Roots of Unity

The \(n\)th roots of unity are the solutions to \(x^n = 1\). For example,

  • When \(n = 2\), the solutions are \(-1, 1\).

  • When \(n = 3\), the solutions are \((-1 \pm i \sqrt{3})/2, 1\).

  • When \(n = 4\), the solutions are \(-1, 1, i, -i\).

The easy way

The \(n\)th roots of unity are given transcendentally by

\[\cos(2\pi k/n) + i \sin(2\pi k/n)\]

Can we solve with radicals instead? That is, can we write solutions just using addition, subtraction, multiplication, division, and root extraction?

Yes: \(\sqrt[n]{1}\).

This feels like cheating, so we sharpen the question. Firstly, we stipulate that we want all solutions of \(x^n = 1\), and secondly, we clarify that \(\sqrt[n]{a}\) only has one value, and all we know about this value is that when raised to the \(n\)th power, we get \(a\). Our method should work no matter which root it is.
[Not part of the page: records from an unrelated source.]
impl DrawerStore {
    pub fn new(pool: &PoolConfig) -> Self {
        Self {
            stack: Vec::new(),
            hidden: IndexMap::new(),
            hidden_capacity: pool.hidden_capacity.max(1),
            next_id: 1,
            next_subscription: 1,
            listeners: Vec::new(),
            audit_trail: VecDeque::with_capacity(pool.audit_capacity.min(1024)),
            audit_capacity: pool.audit_capacity.max(1),
            next_seq: 0,
        }
    }

    // ── Public API ─────────────────────────────────────────────────────

    /// Request a drawer. Never fails; returns the id of the entry now
    /// representing this request.
    ///
    /// Resolution order:
    /// 1. A live entry of the same content type (unless duplicates are
    ///    allowed) gets the new props and keeps its id and position. It is
    ///    not raised, so it may stay under later drawers.
    /// 2. A retained entry still exiting is revived in place: exit cancelled,
    ///    state Open, props replaced.
    /// 3. A retained entry in the hidden pool is pushed back on top, Entering.
    /// 4. Otherwise a fresh entry is pushed on top, Entering.
    ///
    /// `force_reset` skips 2 and 3 and discards the retained entry.
    pub fn open(
        &mut self,
        content_type: impl Into<ContentType>,
        props: Props,
        options: OpenOptions,
    ) -> DrawerId {
        let content_type = content_type.into();

        if !options.allow_duplicate {
            if let Some(pos) = self
                .stack
                .iter()
                .rposition(|e| e.content_type == content_type && e.animation_state.is_live())
            {
                let entry = &mut self.stack[pos];
                entry.props = props;
                if options.title.is_some() {
                    entry.title = options.title.clone();
                }
                let id = entry.id;
                tracing::debug!(drawer_id = %id, %content_type, "open reused live entry");
                self.notify(StoreEvent::PropsUpdated { id });
                return id;
            }
        }

        let exiting_retained = self.stack.iter().rposition(|e| {
            e.content_type == content_type
                && e.animation_state == AnimationState::Exiting
                && e.disposition == ExitDisposition::Retain
        });

        if options.force_reset {
            if let Some(pos) = exiting_retained {
                // Let it finish exiting, but do not park it.
                self.stack[pos].disposition = ExitDisposition::Destroy;
            }
            if let Some(old) = self.hidden.shift_remove(&content_type) {
                tracing::debug!(drawer_id = %old.id, %content_type, "retained entry reset");
                self.record(&old, Some(AnimationState::Closed), AnimationState::Closed, "reset");
                self.notify(StoreEvent::Evicted {
                    id: old.id,
                    content_type: old.content_type,
                });
            }
        } else if let Some(pos) = exiting_retained {
            let entry = &mut self.stack[pos];
            entry.revive_with(props, &options);
            entry.animation_state = AnimationState::Open;
            let snapshot = entry.clone();
            tracing::debug!(drawer_id = %snapshot.id, %content_type, "exit cancelled, revived in place");
            self.record(&snapshot, Some(AnimationState::Exiting), AnimationState::Open, "revive-in-place");
            self.notify(StoreEvent::Revived {
                id: snapshot.id,
                content_type,
                in_place: true,
            });
            return snapshot.id;
        } else if let Some(mut entry) = self.hidden.shift_remove(&content_type) {
            entry.revive_with(props, &options);
            entry.animation_state = AnimationState::Entering;
            let id = entry.id;
            tracing::debug!(drawer_id = %id, %content_type, open_count = entry.open_count, "revived from hidden pool");
            self.record(&entry, Some(AnimationState::Closed), AnimationState::Entering, "revive");
            self.stack.push(entry);
            self.notify(StoreEvent::Revived {
                id,
                content_type,
                in_place: false,
            });
            return id;
        }

        let id = DrawerId(self.next_id);
        self.next_id += 1;
        let entry = DrawerEntry::new(id, content_type.clone(), props, &options);
        tracing::debug!(drawer_id = %id, %content_type, "pushed");
        self.record(&entry, None, AnimationState::Entering, "open");
        self.stack.push(entry);
        self.notify(StoreEvent::Pushed { id, content_type });
        id
    }

    /// Start closing an entry. Returns false for stale ids and for entries
    /// already exiting.
    pub fn close(&mut self, id: DrawerId) -> bool {
        self.begin_exit(id, "close")
    }

    /// Close the top-most entry. No-op when the stack is empty or the top is
    /// already on its way out.
    pub fn back(&mut self) -> Option<DrawerId> {
        let top = self.stack.last()?;
        if !top.animation_state.is_live() {
            tracing::debug!(drawer_id = %top.id, "back ignored, top already exiting");
            return None;
        }
        let id = top.id;
        self.begin_exit(id, "back").then_some(id)
    }

    /// Close everything. The hidden pool is cleared immediately and every
    /// live entry exits with disposition Destroy. Returns how many entries
    /// started exiting.
    pub fn close_all(&mut self) -> usize {
        self.clear_hidden("close-all");

        for entry in &mut self.stack {
            entry.disposition = ExitDisposition::Destroy;
        }

        let live: Vec<DrawerId> = self
            .stack
            .iter()
            .filter(|e| e.animation_state.is_live())
            .map(|e| e.id)
            .collect();
        for &id in &live {
            self.begin_exit(id, "close-all");
        }
        live.len()
    }

    /// Current top entry, exiting or not.
    pub fn peek_top(&self) -> Option<&DrawerEntry> {
        self.stack.last()
    }

    /// Top-most entry that is not on its way out. This one owns focus.
    pub fn top_live(&self) -> Option<&DrawerEntry> {
        self.stack.iter().rev().find(|e| e.animation_state.is_live())
    }

    /// The shell finished entering.
    pub fn report_opened(&mut self, id: DrawerId) -> bool {
        self.transition(id, AnimationState::Entering, AnimationState::Open, "opened")
    }

    /// The shell finished exiting: remove the entry from the stack and either
    /// park it in the hidden pool or drop it.
    pub fn finish_exit(&mut self, id: DrawerId) -> bool {
        let Some(pos) = self
            .stack
            .iter()
            .position(|e| e.id == id && e.animation_state == AnimationState::Exiting)
        else {
            return false;
        };

        let mut entry = self.stack.remove(pos);
        entry.animation_state = AnimationState::Closed;
        let content_type = entry.content_type.clone();

        match entry.disposition {
            ExitDisposition::Retain => {
                tracing::debug!(drawer_id = %id, %content_type, "exit finished, retained");
                self.record(&entry, Some(AnimationState::Exiting), AnimationState::Closed, "retained");
                if let Some(old) = self.hidden.shift_remove(&content_type) {
                    self.evicted(old, "superseded");
                }
                self.hidden.insert(content_type.clone(), entry);
                self.notify(StoreEvent::Retained { id, content_type });
                while self.hidden.len() > self.hidden_capacity {
                    match self.hidden.shift_remove_index(0) {
                        Some((_, old)) => self.evicted(old, "capacity"),
                        None => break,
                    }
                }
            }
            ExitDisposition::Destroy => {
                tracing::debug!(drawer_id = %id, %content_type, "exit finished, destroyed");
                self.record(&entry, Some(AnimationState::Exiting), AnimationState::Closed, "removed");
                self.notify(StoreEvent::Removed { id, content_type });
            }
        }
        true
    }

    /// Drop the retained entry for a content type.
    pub fn evict_hidden(&mut self, content_type: &ContentType) -> bool {
        match self.hidden.shift_remove(content_type) {
            Some(entry) => {
                self.evicted(entry, "evict");
                true
            }
            None => false,
        }
    }

    /// Drop the whole hidden pool. Returns how many entries were evicted.
    pub fn relieve_memory_pressure(&mut self) -> usize {
        self.clear_hidden("memory-pressure")
    }

    /// Replace the props of a stack entry. Entries in the hidden pool only
    /// change on revival.
    pub fn update_props(&mut self, id: DrawerId, props: Props) -> bool {
        let Some(entry) = self.stack.iter_mut().find(|e| e.id == id) else {
            return false;
        };
        entry.props = props;
        self.notify(StoreEvent::PropsUpdated { id });
        true
    }

    /// Look up an entry on the stack or in the hidden pool.
    pub fn get(&self, id: DrawerId) -> Option<&DrawerEntry> {
        self.stack
            .iter()
            .find(|e| e.id == id)
            .or_else(|| self.hidden.values().find(|e| e.id == id))
    }

    /// Stack entries in open order, top last.
    pub fn entries(&self) -> &[DrawerEntry] {
        &self.stack
    }

    pub fn live_entries(&self) -> impl Iterator<Item = &DrawerEntry> {
        self.stack.iter().filter(|e| e.animation_state.is_live())
    }

    /// Hidden pool, least recently retained first.
    pub fn hidden_entries(&self) -> impl Iterator<Item = &DrawerEntry> {
        self.hidden.values()
    }

    pub fn is_hidden(&self, id: DrawerId) -> bool {
        self.hidden.values().any(|e| e.id == id)
    }

    pub fn is_empty(&self) -> bool {
        self.stack.is_empty()
    }

    pub fn snapshot(&self) -> StackSnapshot {
        StackSnapshot {
            stack: self.stack.clone(),
            hidden: self.hidden.values().cloned().collect(),
        }
    }

    /// Register a listener, called synchronously after every mutation.
    pub fn subscribe(
        &mut self,
        listener: impl FnMut(&StoreEvent, &StackSnapshot) + 'static,
    ) -> SubscriptionId {
        let id = SubscriptionId(self.next_subscription);
        self.next_subscription += 1;
        self.listeners.push((id, Box::new(listener)));
        id
    }

    pub fn unsubscribe(&mut self, id: SubscriptionId) -> bool {
        let before = self.listeners.len();
        self.listeners.retain(|(sid, _)| *sid != id);
        self.listeners.len() != before
    }

    /// The most recent transitions, oldest first, bounded by
    /// `pool.audit_capacity`.
    pub fn audit_trail(&self) -> &VecDeque<TransitionRecord> {
        &self.audit_trail
    }

    /// Transitions recorded over the store's lifetime, including those that
    /// have rotated out of `audit_trail`.
    pub fn transitions_recorded(&self) -> u64 {
        self.next_seq
    }

    // ── Internals ──────────────────────────────────────────────────────

    fn begin_exit(&mut self, id: DrawerId, reason: &str) -> bool {
        let Some(from) = self.stack.iter().find(|e| e.id == id).map(|e| e.animation_state) else {
            tracing::debug!(drawer_id = %id, reason, "close ignored, unknown id");
            return false;
        };
        if !from.is_live() {
            tracing::debug!(drawer_id = %id, reason, state = %from, "close ignored");
            return false;
        }
        self.transition(id, from, AnimationState::Exiting, reason)
    }

    fn transition(
        &mut self,
        id: DrawerId,
        from: AnimationState,
        to: AnimationState,
        reason: &str,
    ) -> bool {
        let Some(entry) = self
            .stack
            .iter_mut()
            .find(|e| e.id == id && e.animation_state == from)
        else {
            return false;
        };
        entry.animation_state = to;
        let entry = entry.clone();
        tracing::debug!(drawer_id = %id, content_type = %entry.content_type, %from, %to, reason, "state changed");
        self.record(&entry, Some(from), to, reason);
        self.notify(StoreEvent::StateChanged { id, from, to });
        true
    }

    fn clear_hidden(&mut self, reason: &str) -> usize {
        let drained: Vec<DrawerEntry> = self.hidden.drain(..).map(|(_, e)| e).collect();
        let count = drained.len();
        for entry in drained {
            self.evicted(entry, reason);
        }
        count
    }

    fn evicted(&mut self, entry: DrawerEntry, reason: &str) {
        tracing::warn!(drawer_id = %entry.id, content_type = %entry.content_type, reason, "retained drawer evicted");
        self.record(&entry, Some(AnimationState::Closed), AnimationState::Closed, reason);
        self.notify(StoreEvent::Evicted {
            id: entry.id,
            content_type: entry.content_type,
        });
    }

    fn record(
        &mut self,
        entry: &DrawerEntry,
        from: Option<AnimationState>,
        to: AnimationState,
        reason: &str,
    ) {
        let seq = self.next_seq;
        self.next_seq += 1;
        if self.audit_trail.len() == self.audit_capacity {
            self.audit_trail.pop_front();
        }
        self.audit_trail.push_back(TransitionRecord {
            seq,
            drawer_id: entry.id,
            content_type: entry.content_type.clone(),
            from,
            to,
            reason: reason.to_string(),
        });
    }

    fn notify(&mut self, event: StoreEvent) {
        if self.listeners.is_empty() {
            return;
        }
        let snapshot = self.snapshot();
        for (_, listener) in &mut self.listeners {
            listener(&event, &snapshot);
        }
    }
}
In other words, we act as if we’re writing a program using a library with a nth root extraction function whose only guarantee is that the nth power of the returned value is \(a\).

Thus our method must find all solutions even if \(\sqrt[n]{1}\) evaluates to \(1\). This precludes our trivial solution.

The hard way

The \(n\)th roots of unity are a cyclic group of order \(n\), and a root is primitive if it generates the group. Thus if we find a primitive root, we find them all.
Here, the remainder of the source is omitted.